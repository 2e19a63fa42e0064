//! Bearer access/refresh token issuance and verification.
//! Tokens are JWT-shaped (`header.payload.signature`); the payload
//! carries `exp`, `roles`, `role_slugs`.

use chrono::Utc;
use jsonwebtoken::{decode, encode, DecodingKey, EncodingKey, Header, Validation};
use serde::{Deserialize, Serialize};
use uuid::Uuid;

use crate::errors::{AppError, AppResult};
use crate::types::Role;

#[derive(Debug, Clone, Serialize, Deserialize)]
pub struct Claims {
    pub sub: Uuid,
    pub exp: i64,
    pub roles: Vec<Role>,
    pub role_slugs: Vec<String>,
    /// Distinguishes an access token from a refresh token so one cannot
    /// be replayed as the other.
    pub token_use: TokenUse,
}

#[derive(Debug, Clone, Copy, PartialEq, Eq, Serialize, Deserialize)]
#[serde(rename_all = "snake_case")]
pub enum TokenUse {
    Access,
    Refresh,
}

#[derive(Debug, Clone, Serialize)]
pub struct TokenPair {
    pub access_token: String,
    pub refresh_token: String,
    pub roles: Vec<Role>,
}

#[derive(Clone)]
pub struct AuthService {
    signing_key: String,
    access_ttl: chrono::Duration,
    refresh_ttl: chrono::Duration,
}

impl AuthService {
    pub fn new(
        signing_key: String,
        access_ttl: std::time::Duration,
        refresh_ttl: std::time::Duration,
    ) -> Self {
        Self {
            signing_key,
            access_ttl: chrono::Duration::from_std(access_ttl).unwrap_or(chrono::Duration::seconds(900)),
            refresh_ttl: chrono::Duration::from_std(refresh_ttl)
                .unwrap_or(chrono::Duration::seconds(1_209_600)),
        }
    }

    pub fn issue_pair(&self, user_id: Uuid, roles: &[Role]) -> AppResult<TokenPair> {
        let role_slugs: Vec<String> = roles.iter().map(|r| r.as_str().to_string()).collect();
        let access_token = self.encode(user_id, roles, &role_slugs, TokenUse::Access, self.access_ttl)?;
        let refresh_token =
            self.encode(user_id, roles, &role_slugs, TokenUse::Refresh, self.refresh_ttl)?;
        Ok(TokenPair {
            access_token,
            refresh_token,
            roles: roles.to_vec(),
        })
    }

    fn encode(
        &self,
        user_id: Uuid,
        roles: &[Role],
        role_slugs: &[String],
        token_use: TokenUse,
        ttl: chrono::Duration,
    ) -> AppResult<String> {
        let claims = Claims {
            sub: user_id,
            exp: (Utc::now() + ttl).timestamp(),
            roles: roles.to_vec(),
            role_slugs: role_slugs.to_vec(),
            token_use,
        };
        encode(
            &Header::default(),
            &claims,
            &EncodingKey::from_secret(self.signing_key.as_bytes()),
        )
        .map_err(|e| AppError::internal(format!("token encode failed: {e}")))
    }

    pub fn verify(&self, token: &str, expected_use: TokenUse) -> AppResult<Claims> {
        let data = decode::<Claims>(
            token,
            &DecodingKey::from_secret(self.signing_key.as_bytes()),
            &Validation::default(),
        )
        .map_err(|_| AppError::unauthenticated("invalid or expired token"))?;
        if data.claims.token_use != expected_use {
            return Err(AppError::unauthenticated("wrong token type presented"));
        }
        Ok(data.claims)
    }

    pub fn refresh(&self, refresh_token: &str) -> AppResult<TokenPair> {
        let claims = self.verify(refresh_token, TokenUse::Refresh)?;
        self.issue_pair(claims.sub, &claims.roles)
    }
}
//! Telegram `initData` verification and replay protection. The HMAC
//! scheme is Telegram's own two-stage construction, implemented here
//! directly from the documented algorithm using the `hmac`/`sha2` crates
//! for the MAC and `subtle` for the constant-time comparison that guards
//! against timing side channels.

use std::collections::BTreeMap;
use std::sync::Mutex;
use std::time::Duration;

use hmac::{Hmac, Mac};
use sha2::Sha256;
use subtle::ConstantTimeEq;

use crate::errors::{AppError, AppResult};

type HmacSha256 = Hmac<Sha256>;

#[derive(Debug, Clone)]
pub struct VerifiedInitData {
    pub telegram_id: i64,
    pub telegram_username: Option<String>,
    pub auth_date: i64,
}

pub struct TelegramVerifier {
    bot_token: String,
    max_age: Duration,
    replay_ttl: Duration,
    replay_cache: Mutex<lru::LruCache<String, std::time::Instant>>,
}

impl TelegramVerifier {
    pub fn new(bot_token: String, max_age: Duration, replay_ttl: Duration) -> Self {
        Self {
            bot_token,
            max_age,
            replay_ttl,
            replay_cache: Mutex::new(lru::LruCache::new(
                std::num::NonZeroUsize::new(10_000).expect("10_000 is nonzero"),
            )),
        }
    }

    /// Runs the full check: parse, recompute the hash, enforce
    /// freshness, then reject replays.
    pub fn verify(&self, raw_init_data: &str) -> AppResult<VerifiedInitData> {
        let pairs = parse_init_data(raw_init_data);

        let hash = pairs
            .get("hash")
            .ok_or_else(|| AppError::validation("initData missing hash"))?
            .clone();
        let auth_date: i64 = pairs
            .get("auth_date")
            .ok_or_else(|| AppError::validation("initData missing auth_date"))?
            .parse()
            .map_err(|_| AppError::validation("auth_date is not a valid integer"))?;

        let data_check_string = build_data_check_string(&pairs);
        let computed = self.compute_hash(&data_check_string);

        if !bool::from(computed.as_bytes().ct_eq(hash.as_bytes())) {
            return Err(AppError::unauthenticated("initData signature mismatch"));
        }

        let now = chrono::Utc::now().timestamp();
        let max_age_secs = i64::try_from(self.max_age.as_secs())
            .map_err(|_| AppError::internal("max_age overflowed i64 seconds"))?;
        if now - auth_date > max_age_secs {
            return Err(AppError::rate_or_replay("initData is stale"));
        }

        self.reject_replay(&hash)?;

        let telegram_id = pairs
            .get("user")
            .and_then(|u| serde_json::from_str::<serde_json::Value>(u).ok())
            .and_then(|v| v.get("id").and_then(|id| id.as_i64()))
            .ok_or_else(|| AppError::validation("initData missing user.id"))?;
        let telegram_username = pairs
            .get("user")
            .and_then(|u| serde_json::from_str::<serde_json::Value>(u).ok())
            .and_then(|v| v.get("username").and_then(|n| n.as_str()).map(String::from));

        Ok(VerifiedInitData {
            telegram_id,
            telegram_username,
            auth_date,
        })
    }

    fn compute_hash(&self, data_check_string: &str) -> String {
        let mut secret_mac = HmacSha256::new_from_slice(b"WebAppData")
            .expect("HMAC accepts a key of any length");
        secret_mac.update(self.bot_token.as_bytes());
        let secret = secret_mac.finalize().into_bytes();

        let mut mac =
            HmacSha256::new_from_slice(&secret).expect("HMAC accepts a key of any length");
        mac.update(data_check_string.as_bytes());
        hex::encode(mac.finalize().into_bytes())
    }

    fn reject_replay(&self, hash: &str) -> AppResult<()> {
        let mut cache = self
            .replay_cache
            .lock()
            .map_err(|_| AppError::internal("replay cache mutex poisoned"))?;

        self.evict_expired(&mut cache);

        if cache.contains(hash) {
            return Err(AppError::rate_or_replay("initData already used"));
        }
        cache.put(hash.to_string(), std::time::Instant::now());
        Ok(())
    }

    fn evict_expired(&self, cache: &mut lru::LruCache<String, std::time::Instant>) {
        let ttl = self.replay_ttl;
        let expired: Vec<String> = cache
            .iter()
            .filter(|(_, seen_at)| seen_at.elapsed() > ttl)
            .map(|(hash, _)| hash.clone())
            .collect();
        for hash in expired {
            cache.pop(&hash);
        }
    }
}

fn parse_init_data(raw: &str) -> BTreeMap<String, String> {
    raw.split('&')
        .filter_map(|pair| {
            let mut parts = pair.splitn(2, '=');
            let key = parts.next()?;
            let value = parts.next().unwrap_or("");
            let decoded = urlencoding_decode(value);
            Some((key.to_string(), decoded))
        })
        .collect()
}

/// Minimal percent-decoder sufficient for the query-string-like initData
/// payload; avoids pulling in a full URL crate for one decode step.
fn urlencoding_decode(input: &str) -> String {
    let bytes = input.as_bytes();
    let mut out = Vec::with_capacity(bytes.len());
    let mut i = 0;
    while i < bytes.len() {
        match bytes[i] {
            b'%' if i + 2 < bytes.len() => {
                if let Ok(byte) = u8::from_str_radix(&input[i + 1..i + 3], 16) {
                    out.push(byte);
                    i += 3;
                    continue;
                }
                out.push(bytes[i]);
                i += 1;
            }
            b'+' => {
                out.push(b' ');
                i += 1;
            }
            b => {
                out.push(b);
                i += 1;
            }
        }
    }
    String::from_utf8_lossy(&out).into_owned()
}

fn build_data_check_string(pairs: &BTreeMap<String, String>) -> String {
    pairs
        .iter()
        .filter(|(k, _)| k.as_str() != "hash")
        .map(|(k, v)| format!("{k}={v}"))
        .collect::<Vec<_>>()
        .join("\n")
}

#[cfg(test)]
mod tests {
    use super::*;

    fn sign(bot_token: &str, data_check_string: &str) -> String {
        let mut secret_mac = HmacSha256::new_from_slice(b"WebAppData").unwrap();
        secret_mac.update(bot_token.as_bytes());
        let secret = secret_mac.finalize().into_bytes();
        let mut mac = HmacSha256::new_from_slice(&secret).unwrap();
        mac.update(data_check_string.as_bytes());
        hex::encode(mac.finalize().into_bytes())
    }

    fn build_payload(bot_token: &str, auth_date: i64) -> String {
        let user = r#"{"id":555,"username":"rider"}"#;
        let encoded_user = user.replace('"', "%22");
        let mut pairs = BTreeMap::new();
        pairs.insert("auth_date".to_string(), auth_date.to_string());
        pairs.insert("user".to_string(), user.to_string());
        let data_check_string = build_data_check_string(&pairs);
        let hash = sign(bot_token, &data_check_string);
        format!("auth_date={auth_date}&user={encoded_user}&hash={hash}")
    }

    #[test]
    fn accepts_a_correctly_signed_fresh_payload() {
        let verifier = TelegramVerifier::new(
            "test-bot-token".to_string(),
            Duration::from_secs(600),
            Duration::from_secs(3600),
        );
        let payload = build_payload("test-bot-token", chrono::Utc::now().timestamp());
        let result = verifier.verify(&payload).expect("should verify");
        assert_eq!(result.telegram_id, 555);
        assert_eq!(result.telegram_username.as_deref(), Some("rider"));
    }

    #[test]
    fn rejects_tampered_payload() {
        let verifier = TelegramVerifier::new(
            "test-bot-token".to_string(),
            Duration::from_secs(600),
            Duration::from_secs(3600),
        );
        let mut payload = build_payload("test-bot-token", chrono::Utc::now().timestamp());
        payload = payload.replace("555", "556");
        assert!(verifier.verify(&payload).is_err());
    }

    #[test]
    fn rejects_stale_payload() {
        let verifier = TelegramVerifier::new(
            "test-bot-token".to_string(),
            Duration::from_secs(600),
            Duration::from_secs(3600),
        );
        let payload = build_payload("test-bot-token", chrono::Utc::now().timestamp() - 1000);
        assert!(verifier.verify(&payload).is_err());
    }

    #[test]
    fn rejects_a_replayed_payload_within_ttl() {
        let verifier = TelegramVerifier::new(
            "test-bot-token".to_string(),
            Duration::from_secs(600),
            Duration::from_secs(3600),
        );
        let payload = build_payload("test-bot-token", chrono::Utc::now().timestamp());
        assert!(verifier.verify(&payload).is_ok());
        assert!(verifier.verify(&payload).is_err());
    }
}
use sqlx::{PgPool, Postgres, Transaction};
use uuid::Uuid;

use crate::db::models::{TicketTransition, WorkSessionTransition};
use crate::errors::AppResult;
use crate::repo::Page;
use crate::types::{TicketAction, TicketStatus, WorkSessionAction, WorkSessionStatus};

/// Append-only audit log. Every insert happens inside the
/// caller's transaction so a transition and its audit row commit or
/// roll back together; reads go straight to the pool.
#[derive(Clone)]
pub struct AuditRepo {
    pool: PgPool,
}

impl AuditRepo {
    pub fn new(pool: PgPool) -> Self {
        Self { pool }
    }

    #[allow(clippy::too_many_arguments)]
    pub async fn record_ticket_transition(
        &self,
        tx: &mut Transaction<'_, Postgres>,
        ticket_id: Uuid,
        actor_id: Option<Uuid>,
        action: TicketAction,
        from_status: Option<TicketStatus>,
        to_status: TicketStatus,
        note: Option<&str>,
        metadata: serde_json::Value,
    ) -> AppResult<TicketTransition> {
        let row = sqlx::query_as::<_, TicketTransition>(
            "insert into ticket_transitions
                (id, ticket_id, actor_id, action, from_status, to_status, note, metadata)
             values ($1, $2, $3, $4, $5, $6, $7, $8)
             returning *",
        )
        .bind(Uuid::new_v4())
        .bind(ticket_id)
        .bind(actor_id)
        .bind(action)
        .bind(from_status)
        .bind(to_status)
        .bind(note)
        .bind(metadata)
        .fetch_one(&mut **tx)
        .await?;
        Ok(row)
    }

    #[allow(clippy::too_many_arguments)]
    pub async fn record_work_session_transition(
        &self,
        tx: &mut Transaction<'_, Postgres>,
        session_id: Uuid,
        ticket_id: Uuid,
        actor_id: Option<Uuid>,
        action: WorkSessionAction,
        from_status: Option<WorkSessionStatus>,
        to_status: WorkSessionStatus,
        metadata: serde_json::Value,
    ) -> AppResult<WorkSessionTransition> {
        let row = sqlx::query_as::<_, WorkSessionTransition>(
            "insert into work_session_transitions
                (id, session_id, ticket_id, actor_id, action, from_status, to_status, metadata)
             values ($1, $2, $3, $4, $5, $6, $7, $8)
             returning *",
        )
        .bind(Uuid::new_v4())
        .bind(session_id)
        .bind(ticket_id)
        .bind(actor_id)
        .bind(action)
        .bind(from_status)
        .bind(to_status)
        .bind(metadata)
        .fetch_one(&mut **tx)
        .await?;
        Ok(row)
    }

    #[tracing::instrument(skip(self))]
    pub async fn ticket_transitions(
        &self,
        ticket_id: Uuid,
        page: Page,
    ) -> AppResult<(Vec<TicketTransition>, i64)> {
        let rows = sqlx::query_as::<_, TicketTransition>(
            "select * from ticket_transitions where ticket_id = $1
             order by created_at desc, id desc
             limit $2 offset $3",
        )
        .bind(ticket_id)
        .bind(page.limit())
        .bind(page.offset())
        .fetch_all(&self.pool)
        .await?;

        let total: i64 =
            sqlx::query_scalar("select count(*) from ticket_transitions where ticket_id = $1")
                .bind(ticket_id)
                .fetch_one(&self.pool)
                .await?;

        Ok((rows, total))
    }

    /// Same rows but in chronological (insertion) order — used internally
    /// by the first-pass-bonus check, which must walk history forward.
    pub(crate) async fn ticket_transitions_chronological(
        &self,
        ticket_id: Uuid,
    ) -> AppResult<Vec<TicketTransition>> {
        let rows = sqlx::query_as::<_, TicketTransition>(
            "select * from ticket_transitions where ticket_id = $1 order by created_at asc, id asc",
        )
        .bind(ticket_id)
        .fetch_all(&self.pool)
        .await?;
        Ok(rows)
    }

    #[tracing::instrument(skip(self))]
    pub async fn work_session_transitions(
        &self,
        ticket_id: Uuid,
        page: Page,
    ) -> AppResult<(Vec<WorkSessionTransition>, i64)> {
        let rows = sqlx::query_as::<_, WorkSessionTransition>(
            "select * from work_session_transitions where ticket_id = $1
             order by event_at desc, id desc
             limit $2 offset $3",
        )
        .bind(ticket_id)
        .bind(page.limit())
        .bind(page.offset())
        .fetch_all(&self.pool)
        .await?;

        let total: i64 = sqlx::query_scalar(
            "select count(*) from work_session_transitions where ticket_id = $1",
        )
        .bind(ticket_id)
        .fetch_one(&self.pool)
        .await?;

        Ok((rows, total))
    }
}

###

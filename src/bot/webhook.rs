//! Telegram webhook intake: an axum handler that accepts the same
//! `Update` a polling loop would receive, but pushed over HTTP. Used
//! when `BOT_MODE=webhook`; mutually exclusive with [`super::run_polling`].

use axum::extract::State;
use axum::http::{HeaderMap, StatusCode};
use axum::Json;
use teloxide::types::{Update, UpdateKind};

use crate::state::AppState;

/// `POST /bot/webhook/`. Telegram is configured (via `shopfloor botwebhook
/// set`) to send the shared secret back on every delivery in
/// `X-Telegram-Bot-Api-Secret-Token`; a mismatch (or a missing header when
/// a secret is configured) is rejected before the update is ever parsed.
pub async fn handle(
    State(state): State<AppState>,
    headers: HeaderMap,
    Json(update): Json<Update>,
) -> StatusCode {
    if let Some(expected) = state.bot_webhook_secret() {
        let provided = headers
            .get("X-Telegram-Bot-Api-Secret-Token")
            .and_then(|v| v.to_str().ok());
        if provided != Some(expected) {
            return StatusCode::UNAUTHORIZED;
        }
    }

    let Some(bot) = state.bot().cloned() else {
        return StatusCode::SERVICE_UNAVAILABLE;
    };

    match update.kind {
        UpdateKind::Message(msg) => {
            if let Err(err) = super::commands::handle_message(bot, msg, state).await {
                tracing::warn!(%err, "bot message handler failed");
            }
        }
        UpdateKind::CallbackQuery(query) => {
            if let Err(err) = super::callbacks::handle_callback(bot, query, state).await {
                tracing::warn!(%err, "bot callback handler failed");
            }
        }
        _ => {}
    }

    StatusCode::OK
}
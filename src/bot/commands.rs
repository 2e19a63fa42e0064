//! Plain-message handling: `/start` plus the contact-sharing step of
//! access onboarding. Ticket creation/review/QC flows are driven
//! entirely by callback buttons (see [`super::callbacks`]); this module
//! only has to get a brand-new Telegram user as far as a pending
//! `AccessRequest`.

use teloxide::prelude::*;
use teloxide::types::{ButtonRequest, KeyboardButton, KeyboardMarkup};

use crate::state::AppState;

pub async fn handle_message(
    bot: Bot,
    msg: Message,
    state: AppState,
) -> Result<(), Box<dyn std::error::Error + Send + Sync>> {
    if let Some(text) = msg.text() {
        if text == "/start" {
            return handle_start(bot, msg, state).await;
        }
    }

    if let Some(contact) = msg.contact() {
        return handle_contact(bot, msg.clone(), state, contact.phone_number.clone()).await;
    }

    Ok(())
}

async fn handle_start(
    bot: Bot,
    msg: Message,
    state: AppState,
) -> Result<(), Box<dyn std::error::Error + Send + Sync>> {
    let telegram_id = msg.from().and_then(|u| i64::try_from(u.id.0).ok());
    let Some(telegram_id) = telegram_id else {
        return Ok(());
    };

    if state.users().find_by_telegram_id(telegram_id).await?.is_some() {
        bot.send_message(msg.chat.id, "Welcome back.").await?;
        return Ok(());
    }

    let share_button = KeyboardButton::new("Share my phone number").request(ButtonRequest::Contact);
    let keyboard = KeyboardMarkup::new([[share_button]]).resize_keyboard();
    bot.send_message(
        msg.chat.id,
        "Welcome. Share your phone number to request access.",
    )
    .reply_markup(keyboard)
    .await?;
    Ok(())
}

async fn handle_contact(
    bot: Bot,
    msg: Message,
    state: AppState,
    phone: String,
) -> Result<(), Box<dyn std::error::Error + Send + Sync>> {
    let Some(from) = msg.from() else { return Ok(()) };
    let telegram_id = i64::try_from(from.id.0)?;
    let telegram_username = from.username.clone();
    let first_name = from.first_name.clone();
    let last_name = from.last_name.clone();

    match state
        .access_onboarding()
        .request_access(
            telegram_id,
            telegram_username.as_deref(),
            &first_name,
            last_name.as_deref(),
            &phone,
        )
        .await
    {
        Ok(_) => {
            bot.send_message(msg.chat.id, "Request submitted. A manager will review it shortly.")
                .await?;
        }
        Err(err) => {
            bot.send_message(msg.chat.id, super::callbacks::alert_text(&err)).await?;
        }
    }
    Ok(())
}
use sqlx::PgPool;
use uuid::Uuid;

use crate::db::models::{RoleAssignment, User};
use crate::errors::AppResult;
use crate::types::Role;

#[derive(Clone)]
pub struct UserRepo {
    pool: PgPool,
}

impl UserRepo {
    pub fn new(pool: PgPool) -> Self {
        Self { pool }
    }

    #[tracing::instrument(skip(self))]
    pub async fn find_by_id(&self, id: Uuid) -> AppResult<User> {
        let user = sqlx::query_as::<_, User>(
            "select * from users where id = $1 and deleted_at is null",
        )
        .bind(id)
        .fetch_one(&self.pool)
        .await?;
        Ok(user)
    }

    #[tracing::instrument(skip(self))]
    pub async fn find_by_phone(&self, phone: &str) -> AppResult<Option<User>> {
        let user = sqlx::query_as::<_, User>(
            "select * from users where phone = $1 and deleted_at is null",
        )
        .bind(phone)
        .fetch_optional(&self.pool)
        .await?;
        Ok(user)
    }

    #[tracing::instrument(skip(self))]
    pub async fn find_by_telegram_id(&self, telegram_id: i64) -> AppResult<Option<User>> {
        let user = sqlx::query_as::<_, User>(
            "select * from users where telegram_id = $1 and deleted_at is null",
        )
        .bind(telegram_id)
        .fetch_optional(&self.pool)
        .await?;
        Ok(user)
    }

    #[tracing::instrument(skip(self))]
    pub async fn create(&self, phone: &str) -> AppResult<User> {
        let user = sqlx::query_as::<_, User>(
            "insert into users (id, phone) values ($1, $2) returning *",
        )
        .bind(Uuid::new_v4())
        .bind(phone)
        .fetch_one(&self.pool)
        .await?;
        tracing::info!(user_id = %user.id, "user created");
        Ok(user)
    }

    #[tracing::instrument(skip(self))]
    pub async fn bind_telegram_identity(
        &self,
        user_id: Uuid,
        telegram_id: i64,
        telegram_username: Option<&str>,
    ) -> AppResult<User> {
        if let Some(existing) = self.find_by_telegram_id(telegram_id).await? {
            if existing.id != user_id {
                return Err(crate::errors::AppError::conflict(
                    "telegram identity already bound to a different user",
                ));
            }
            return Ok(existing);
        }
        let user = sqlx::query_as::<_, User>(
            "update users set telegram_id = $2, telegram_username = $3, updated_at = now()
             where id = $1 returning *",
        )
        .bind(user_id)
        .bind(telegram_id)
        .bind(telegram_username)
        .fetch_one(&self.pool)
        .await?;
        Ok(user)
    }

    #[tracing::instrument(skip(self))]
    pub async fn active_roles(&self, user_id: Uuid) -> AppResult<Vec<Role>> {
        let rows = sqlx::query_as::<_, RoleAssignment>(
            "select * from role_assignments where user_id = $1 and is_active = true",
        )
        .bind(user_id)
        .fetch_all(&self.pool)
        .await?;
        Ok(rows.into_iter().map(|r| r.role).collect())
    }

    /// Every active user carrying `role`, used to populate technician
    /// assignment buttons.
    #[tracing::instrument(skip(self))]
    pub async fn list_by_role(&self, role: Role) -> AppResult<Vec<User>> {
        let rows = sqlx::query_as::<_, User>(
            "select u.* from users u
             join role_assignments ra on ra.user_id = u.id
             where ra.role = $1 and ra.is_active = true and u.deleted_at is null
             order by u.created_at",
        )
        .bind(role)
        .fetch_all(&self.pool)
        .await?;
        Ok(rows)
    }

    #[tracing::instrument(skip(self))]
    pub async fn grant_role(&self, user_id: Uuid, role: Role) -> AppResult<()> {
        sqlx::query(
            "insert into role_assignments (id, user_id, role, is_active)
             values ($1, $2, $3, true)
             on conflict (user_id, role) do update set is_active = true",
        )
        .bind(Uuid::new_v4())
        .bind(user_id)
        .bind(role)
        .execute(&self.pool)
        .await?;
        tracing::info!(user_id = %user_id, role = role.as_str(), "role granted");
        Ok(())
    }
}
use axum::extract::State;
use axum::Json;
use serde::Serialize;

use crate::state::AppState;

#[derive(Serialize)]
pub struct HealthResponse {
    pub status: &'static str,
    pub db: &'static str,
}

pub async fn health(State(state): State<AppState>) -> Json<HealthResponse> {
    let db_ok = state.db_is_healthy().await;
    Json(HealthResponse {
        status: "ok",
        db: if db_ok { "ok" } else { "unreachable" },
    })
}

###

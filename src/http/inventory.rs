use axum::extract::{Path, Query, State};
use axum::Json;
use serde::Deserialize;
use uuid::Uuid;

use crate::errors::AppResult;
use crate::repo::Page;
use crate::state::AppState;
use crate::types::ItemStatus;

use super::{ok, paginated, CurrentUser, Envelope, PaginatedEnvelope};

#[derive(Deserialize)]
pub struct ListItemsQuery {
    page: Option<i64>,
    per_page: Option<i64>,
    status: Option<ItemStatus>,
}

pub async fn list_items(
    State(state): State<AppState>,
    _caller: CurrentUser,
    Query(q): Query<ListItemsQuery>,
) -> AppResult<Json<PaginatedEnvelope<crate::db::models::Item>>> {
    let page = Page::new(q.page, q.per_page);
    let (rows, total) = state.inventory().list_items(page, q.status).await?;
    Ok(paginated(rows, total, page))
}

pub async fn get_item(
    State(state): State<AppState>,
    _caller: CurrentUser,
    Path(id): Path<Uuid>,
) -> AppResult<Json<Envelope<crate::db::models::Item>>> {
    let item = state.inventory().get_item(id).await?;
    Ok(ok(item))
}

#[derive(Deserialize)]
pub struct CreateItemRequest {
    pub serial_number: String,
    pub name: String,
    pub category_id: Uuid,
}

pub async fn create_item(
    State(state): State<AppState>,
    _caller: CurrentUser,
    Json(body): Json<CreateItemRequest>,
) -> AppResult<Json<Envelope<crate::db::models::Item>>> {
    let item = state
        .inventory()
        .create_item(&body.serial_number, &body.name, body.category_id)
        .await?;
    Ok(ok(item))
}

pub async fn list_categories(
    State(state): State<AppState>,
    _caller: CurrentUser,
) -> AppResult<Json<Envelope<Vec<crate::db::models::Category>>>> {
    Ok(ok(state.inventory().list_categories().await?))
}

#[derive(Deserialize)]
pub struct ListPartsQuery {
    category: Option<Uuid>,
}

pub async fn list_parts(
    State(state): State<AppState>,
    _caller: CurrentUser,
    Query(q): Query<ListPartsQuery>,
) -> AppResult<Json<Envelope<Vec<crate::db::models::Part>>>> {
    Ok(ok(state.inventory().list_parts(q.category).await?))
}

###

▶ **Task statement**: Within the listing above, find every line containing the string "AuthService" and return it.

▶ **Written reply**:
pub struct AuthService {
impl AuthService {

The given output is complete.